In 1936, a group that consisted of thirteen all-black women held their first meeting at the home of Helen Webb Harris. The group’s intentions were not to get into country clubs, but to get on the golf course. All the golf courses but one in of Washington’s public courses were restricted; blacks were not allowed. The country clubs America were off limits to almost all people of color, unless they were carrying white golfer’s bags, shining their shoes, or serving food in the country club.
In 1938, the Wake Robin Club pushed the process of desegregating the public courses of the District of Columbia by drafting and sending a petition to Secretary of the Interior Harold Ickes. Ickes later approved a construction of a nine-hole course on the site of an abandoned trash dump. Then a golf course for African Americans was built on the location of an abandoned trash dump. It was not the ideal area, and it was quick difficult when golfers were trying to receive balls from under rusty equipment on the property. But African Americans were happy to have something that they could call their own.
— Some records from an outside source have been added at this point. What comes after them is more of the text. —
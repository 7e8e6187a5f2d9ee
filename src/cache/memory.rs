//! In-memory secret cache.
//!
//! Entries live in a `tokio::sync::RwLock<HashMap<...>>` together with
//! their deadline.  Expired entries are treated as absent on read and
//! removed lazily.  The deadline is computed from an injected [`Clock`],
//! so tests can move time forward deterministically.

use chrono::{DateTime, TimeDelta, Utc};
use std::collections::HashMap;
use std::future::Future;
use std::pin::Pin;
use std::sync::Arc;
use std::time::Duration;

use super::backend::{CacheError, CacheResult, SecretCache};
use crate::clock::{Clock, SystemClock};

#[derive(Debug, Clone)]
struct Entry {
    value: String,
    expires_at: DateTime<Utc>,
}

/// In-memory [`SecretCache`] with TTL.
pub struct MemorySecretCache {
    entries: tokio::sync::RwLock<HashMap<String, Entry>>,
    clock: Arc<dyn Clock>,
}

impl Default for MemorySecretCache {
    fn default() -> Self {
        Self::new(Arc::new(SystemClock))
    }
}

impl MemorySecretCache {
    pub fn new(clock: Arc<dyn Clock>) -> Self {
        Self {
            entries: tokio::sync::RwLock::new(HashMap::new()),
            clock,
        }
    }

    /// Number of stored entries, live or not yet collected.
    pub async fn len(&self) -> usize {
        self.entries.read().await.len()
    }

    pub async fn is_empty(&self) -> bool {
        self.entries.read().await.is_empty()
    }
}

impl SecretCache for MemorySecretCache {
    fn set(
        &self,
        key: &str,
        value: &str,
        ttl: Duration,
    ) -> Pin<Box<dyn Future<Output = CacheResult<()>> + Send + '_>> {
        let key = key.to_string();
        let value = value.to_string();
        Box::pin(async move {
            let ttl = TimeDelta::from_std(ttl)
                .map_err(|e| CacheError::Backend(anyhow::anyhow!("ttl out of range: {e}")))?;
            let expires_at = self.clock.now() + ttl;
            self.entries
                .write()
                .await
                .insert(key, Entry { value, expires_at });
            Ok(())
        })
    }

    fn get(&self, key: &str) -> Pin<Box<dyn Future<Output = CacheResult<String>> + Send + '_>> {
        let key = key.to_string();
        Box::pin(async move {
            let now = self.clock.now();
            {
                let entries = self.entries.read().await;
                match entries.get(&key) {
                    Some(entry) if now < entry.expires_at => return Ok(entry.value.clone()),
                    Some(_) => {}
                    None => return Err(CacheError::NotFound { key }),
                }
            }
            // Expired: collect it, unless a concurrent set refreshed it.
            let mut entries = self.entries.write().await;
            match entries.get(&key) {
                Some(entry) if now < entry.expires_at => Ok(entry.value.clone()),
                _ => {
                    entries.remove(&key);
                    Err(CacheError::NotFound { key })
                }
            }
        })
    }

    fn delete(&self, key: &str) -> Pin<Box<dyn Future<Output = CacheResult<()>> + Send + '_>> {
        let key = key.to_string();
        Box::pin(async move {
            self.entries.write().await.remove(&key);
            Ok(())
        })
    }
}

#[cfg(test)]
mod tests {
    use super::*;
    use crate::clock::FixedClock;
    use chrono::TimeZone;

    fn cache_at_fixed_time() -> (Arc<FixedClock>, MemorySecretCache) {
        let clock = Arc::new(FixedClock::new(
            Utc.with_ymd_and_hms(2025, 9, 13, 12, 0, 0).unwrap(),
        ));
        let cache = MemorySecretCache::new(clock.clone());
        (clock, cache)
    }

    #[tokio::test]
    async fn test_set_then_get() {
        let (_clock, cache) = cache_at_fixed_time();
        cache
            .set("image-auth:a.jpg", "s1", Duration::from_secs(60))
            .await
            .unwrap();
        assert_eq!(cache.get("image-auth:a.jpg").await.unwrap(), "s1");
    }

    #[tokio::test]
    async fn test_get_missing_is_not_found() {
        let (_clock, cache) = cache_at_fixed_time();
        let err = cache.get("image-auth:nope").await.unwrap_err();
        assert!(matches!(err, CacheError::NotFound { key } if key == "image-auth:nope"));
    }

    #[tokio::test]
    async fn test_entry_expires_after_ttl() {
        let (clock, cache) = cache_at_fixed_time();
        cache.set("k", "v", Duration::from_secs(10)).await.unwrap();

        clock.advance(TimeDelta::seconds(9));
        assert_eq!(cache.get("k").await.unwrap(), "v");

        clock.advance(TimeDelta::seconds(1));
        assert!(matches!(
            cache.get("k").await,
            Err(CacheError::NotFound { .. })
        ));
        assert!(cache.is_empty().await);
    }

    #[tokio::test]
    async fn test_overwrite_replaces_value_and_ttl() {
        let (clock, cache) = cache_at_fixed_time();
        cache.set("k", "old", Duration::from_secs(5)).await.unwrap();
        cache.set("k", "new", Duration::from_secs(60)).await.unwrap();

        clock.advance(TimeDelta::seconds(30));
        assert_eq!(cache.get("k").await.unwrap(), "new");
        assert_eq!(cache.len().await, 1);
    }

    #[tokio::test]
    async fn test_delete_is_idempotent() {
        let (_clock, cache) = cache_at_fixed_time();
        cache.set("k", "v", Duration::from_secs(60)).await.unwrap();
        cache.delete("k").await.unwrap();
        cache.delete("k").await.unwrap();
        assert!(cache.get("k").await.is_err());
    }
}
//! Redis secret cache.
//!
//! Values are written with `SET key value PX <ttl-ms>`, so expiry is
//! enforced by Redis itself.  A [`ConnectionManager`] keeps one
//! multiplexed connection and reconnects transparently.

use percent_encoding::{utf8_percent_encode, NON_ALPHANUMERIC};
use redis::aio::ConnectionManager;
use std::future::Future;
use std::pin::Pin;
use std::time::Duration;
use tracing::{debug, info};

use super::backend::{CacheError, CacheResult, SecretCache};
use crate::config::RedisConfig;

/// [`SecretCache`] backed by Redis.
pub struct RedisSecretCache {
    conn: ConnectionManager,
}

impl RedisSecretCache {
    /// Connect to Redis and verify the connection with `PING`.
    pub async fn connect(config: &RedisConfig) -> anyhow::Result<Self> {
        let url = connection_url(config);
        let client = redis::Client::open(url.as_str())
            .map_err(|e| anyhow::anyhow!("invalid redis address '{}': {e}", config.addr))?;
        let mut conn = ConnectionManager::new(client)
            .await
            .map_err(|e| anyhow::anyhow!("failed to connect to redis at {}: {e}", config.addr))?;

        let pong: String = redis::cmd("PING")
            .query_async(&mut conn)
            .await
            .map_err(|e| anyhow::anyhow!("redis PING failed: {e}"))?;
        debug!("redis PING -> {}", pong);

        info!(
            "Redis secret cache connected: addr={} db={} tls={}",
            config.addr, config.db, config.tls_enabled
        );
        Ok(Self { conn })
    }

    /// Map a Redis error to an anyhow error with context.
    fn map_redis_error(context: &str, err: redis::RedisError) -> CacheError {
        CacheError::Backend(anyhow::anyhow!("redis {context}: {err}"))
    }
}

/// Build a `redis://` (or `rediss://` with TLS) URL from config.
fn connection_url(config: &RedisConfig) -> String {
    let scheme = if config.tls_enabled { "rediss" } else { "redis" };
    let auth = if config.password.is_empty() {
        String::new()
    } else {
        format!(
            ":{}@",
            utf8_percent_encode(&config.password, NON_ALPHANUMERIC)
        )
    };
    format!("{scheme}://{auth}{}/{}", config.addr, config.db)
}

/// Redis `PX` takes whole milliseconds and rejects zero.
fn ttl_millis(ttl: Duration) -> u64 {
    u64::try_from(ttl.as_millis()).unwrap_or(u64::MAX).max(1)
}

impl SecretCache for RedisSecretCache {
    fn set(
        &self,
        key: &str,
        value: &str,
        ttl: Duration,
    ) -> Pin<Box<dyn Future<Output = CacheResult<()>> + Send + '_>> {
        let key = key.to_string();
        let value = value.to_string();
        Box::pin(async move {
            let mut conn = self.conn.clone();
            redis::cmd("SET")
                .arg(&key)
                .arg(value)
                .arg("PX")
                .arg(ttl_millis(ttl))
                .query_async::<_, ()>(&mut conn)
                .await
                .map_err(|e| Self::map_redis_error("SET", e))
        })
    }

    fn get(&self, key: &str) -> Pin<Box<dyn Future<Output = CacheResult<String>> + Send + '_>> {
        let key = key.to_string();
        Box::pin(async move {
            let mut conn = self.conn.clone();
            let value: Option<String> = redis::cmd("GET")
                .arg(&key)
                .query_async(&mut conn)
                .await
                .map_err(|e| Self::map_redis_error("GET", e))?;
            value.ok_or(CacheError::NotFound { key })
        })
    }

    fn delete(&self, key: &str) -> Pin<Box<dyn Future<Output = CacheResult<()>> + Send + '_>> {
        let key = key.to_string();
        Box::pin(async move {
            let mut conn = self.conn.clone();
            redis::cmd("DEL")
                .arg(&key)
                .query_async::<_, ()>(&mut conn)
                .await
                .map_err(|e| Self::map_redis_error("DEL", e))
        })
    }
}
However, the group of women didn’t stop their quest to start more golf courses opened to blacks. Wake Robin and the Royal Club continued to press Ickes to open up the city’s other public facilities, and in 1941, he issued an order that did just that. When the doors opened at the city’s other courses, some members were stoned. Children would run on the golf courses and take the balls when the golfers would hit them. Still the group continued to their political action. Wake Robin was part of the movement to force the PGA to drop its “White-only” rule for eligibility, which it did in 1961.
Today, Wake-Robin Golf Club, Inc. is a non-profit corporation that has contributed to many charitable organizations over its seventy-three plus year history. The activities and functions administered by WRGC allow the continuation of the legacy started in 1937 to foster, perpetuate and advance women’s interest in golf.